Stored data:
##########
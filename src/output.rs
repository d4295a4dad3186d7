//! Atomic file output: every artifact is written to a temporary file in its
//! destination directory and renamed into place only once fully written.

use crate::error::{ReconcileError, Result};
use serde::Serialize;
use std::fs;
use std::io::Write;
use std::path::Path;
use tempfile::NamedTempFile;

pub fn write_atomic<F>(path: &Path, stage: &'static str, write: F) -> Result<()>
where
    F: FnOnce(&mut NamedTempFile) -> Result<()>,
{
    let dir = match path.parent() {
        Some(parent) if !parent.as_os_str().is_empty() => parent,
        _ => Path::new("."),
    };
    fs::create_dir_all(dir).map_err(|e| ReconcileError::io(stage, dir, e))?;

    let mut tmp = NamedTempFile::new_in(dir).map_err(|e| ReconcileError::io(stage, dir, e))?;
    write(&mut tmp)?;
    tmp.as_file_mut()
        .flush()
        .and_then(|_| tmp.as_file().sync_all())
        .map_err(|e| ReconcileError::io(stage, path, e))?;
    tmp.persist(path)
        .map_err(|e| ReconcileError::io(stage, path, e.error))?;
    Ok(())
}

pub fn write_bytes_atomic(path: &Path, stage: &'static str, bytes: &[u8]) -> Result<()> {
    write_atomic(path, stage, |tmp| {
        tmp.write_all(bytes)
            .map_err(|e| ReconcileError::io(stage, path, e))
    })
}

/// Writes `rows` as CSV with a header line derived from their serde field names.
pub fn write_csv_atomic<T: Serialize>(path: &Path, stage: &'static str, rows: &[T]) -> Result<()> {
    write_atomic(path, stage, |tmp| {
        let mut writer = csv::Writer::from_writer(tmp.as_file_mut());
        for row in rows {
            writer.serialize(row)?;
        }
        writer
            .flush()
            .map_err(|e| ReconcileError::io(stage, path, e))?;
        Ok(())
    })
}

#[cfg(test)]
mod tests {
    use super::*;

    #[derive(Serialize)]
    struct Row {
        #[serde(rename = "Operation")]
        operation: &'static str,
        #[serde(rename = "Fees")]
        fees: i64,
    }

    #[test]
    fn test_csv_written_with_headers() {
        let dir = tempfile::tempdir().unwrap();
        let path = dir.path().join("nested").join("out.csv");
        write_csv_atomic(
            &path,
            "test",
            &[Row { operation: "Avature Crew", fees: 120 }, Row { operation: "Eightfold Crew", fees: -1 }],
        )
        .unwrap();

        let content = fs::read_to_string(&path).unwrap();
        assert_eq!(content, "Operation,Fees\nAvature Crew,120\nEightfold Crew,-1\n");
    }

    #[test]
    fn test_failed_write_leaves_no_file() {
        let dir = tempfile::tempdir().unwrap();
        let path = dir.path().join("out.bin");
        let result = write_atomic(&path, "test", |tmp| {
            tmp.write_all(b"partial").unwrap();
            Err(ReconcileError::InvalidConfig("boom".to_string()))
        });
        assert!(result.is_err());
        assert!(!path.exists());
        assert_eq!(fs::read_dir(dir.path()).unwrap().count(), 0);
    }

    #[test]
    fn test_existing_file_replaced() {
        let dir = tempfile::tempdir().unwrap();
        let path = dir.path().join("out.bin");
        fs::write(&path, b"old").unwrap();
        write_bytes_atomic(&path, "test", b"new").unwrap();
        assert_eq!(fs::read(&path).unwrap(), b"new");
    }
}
##########
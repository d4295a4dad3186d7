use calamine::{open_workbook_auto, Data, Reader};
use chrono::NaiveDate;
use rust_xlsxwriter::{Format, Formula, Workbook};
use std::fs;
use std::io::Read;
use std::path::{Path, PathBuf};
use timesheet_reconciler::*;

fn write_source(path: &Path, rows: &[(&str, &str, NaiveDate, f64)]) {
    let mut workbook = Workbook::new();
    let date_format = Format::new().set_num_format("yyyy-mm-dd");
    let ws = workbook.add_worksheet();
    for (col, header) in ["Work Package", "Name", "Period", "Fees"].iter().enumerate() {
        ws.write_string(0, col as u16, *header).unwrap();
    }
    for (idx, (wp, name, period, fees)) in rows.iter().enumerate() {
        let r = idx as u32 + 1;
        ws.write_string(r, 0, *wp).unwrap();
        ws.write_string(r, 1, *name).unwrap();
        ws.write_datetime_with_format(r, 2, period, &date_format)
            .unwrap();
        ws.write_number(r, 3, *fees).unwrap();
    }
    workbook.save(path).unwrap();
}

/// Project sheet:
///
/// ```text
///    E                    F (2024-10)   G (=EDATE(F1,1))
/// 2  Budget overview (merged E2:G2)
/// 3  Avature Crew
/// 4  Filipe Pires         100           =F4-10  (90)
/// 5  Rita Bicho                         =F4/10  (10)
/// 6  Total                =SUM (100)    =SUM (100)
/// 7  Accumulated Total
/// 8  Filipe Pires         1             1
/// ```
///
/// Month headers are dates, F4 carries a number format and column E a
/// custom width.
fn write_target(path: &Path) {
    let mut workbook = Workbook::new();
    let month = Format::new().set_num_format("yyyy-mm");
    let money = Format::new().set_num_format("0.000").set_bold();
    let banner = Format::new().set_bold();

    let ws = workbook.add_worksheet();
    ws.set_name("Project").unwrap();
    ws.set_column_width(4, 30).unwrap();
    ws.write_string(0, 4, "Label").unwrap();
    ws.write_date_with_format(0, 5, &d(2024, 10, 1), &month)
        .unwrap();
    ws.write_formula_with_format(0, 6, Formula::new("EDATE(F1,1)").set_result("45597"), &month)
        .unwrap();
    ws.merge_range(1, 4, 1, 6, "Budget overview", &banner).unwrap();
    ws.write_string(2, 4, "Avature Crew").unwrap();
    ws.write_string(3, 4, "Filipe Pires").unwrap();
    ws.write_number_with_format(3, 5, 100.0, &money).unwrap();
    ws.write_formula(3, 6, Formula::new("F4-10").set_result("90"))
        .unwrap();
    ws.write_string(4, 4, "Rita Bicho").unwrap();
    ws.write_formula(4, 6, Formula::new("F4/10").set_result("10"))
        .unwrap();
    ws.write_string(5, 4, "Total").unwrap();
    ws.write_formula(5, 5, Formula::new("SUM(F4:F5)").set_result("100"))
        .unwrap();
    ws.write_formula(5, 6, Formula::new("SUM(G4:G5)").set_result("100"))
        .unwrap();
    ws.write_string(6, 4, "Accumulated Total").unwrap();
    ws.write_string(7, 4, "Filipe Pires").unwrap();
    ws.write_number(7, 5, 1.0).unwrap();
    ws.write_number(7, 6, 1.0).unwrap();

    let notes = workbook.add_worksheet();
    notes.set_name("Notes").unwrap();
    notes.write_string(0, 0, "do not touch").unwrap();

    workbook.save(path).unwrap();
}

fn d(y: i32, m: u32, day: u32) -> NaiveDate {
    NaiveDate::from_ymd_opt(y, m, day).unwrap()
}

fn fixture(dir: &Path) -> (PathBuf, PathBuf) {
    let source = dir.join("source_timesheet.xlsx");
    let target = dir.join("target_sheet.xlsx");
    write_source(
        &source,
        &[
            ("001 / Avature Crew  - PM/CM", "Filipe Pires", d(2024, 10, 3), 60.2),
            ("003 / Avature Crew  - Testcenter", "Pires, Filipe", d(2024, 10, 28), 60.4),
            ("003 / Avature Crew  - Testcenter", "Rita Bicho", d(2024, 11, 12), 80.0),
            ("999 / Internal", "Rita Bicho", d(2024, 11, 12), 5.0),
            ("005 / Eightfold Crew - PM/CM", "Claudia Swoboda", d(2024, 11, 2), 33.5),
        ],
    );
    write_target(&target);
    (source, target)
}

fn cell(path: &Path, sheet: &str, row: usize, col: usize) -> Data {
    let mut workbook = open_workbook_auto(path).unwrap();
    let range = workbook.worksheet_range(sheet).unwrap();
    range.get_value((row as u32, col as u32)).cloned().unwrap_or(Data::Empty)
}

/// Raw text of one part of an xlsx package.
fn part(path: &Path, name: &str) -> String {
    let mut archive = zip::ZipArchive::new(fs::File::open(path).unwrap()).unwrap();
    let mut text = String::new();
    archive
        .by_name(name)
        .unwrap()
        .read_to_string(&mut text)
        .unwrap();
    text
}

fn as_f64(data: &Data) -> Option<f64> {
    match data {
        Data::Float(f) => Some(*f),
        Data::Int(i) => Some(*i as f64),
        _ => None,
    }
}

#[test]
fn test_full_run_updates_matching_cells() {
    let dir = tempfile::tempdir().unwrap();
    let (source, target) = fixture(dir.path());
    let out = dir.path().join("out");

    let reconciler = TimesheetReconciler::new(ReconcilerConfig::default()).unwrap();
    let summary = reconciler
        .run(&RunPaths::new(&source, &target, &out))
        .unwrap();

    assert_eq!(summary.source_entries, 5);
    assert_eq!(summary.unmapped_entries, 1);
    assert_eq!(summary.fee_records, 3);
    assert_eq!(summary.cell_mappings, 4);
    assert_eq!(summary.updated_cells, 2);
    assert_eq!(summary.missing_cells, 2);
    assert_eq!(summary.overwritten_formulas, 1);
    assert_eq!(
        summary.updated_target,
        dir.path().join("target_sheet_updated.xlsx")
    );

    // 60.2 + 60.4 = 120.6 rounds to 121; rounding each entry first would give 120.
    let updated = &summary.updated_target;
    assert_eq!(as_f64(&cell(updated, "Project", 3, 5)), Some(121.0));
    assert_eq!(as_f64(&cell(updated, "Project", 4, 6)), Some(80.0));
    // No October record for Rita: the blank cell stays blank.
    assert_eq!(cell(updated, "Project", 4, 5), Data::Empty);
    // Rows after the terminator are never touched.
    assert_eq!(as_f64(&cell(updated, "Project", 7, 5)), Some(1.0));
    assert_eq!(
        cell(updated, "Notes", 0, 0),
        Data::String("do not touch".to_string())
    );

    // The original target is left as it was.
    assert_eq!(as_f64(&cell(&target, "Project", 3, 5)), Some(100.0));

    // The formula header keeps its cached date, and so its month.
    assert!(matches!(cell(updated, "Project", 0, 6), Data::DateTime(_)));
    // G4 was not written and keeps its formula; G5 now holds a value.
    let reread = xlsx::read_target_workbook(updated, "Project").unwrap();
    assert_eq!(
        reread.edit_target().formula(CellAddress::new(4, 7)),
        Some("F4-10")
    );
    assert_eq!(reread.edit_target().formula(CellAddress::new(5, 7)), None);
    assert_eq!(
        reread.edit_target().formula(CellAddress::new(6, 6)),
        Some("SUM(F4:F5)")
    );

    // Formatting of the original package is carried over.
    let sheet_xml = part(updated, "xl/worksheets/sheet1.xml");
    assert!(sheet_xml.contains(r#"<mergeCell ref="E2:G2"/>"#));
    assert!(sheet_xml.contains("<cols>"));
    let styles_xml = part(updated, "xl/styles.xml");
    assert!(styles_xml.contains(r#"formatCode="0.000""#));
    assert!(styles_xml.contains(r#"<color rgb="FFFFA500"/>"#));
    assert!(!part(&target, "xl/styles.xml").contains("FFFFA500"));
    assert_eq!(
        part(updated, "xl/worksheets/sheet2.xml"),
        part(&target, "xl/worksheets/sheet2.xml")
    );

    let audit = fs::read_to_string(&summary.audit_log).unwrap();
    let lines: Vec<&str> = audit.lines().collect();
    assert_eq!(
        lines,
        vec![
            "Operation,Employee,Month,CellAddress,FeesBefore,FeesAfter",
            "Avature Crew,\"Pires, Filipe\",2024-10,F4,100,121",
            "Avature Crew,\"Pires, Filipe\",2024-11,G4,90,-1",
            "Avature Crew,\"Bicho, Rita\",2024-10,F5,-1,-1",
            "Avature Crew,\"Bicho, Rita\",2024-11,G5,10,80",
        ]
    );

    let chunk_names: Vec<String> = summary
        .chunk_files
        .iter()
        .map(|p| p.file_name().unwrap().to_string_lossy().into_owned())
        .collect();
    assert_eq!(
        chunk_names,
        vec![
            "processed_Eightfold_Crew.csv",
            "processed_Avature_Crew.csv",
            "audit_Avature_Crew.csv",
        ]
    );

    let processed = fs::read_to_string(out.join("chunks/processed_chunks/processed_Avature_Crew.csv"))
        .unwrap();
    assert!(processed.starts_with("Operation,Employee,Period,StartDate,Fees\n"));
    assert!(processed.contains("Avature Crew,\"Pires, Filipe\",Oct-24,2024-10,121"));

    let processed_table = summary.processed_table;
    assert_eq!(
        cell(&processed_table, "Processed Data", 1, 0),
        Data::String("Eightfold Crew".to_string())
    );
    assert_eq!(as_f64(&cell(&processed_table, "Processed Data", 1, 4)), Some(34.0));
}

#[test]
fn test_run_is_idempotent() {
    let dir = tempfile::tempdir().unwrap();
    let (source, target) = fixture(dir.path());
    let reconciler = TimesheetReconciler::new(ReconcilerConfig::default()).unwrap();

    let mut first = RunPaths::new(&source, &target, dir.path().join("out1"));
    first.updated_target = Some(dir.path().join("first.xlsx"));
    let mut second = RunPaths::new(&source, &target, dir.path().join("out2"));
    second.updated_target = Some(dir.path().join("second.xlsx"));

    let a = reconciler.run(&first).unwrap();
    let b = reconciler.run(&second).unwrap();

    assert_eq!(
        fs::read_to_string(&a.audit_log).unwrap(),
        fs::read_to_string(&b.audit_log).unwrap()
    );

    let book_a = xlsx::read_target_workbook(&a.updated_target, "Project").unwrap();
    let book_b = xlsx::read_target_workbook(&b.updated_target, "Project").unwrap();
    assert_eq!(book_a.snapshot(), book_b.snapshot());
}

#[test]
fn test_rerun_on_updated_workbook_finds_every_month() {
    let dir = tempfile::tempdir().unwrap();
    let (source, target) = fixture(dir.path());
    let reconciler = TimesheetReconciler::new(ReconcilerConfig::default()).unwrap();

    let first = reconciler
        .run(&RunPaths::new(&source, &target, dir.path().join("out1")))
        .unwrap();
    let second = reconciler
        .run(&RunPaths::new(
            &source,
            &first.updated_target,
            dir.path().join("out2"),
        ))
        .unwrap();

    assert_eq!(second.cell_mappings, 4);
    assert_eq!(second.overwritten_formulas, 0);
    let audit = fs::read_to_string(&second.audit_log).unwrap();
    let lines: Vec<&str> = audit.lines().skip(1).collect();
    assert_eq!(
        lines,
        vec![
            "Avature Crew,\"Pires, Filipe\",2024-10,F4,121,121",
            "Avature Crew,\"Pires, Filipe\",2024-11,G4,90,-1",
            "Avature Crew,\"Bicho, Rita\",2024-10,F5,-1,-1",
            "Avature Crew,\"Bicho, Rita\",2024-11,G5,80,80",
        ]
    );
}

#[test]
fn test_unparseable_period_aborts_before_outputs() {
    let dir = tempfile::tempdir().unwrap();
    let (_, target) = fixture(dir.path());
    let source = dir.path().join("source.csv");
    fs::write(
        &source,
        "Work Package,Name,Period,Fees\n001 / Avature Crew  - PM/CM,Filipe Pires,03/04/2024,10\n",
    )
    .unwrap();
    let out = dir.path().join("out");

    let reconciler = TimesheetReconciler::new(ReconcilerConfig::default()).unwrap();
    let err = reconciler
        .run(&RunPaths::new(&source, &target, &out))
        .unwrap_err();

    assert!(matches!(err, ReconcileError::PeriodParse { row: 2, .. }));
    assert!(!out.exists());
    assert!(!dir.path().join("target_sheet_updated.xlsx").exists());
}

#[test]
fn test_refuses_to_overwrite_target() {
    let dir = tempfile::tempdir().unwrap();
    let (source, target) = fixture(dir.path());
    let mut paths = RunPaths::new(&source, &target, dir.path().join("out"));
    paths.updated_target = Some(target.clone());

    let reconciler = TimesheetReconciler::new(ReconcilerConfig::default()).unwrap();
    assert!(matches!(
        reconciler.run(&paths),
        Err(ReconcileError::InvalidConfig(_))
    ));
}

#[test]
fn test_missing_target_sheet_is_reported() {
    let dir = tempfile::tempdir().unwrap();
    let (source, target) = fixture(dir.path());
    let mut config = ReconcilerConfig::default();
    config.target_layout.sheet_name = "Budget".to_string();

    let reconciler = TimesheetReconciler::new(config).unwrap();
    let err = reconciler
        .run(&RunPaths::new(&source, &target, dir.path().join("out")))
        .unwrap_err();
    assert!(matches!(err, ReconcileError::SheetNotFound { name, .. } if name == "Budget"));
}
##########
Search each line of the entries for the string "exists", then say how many lines have it. Reply with the number only.

**Solution for this problem**
3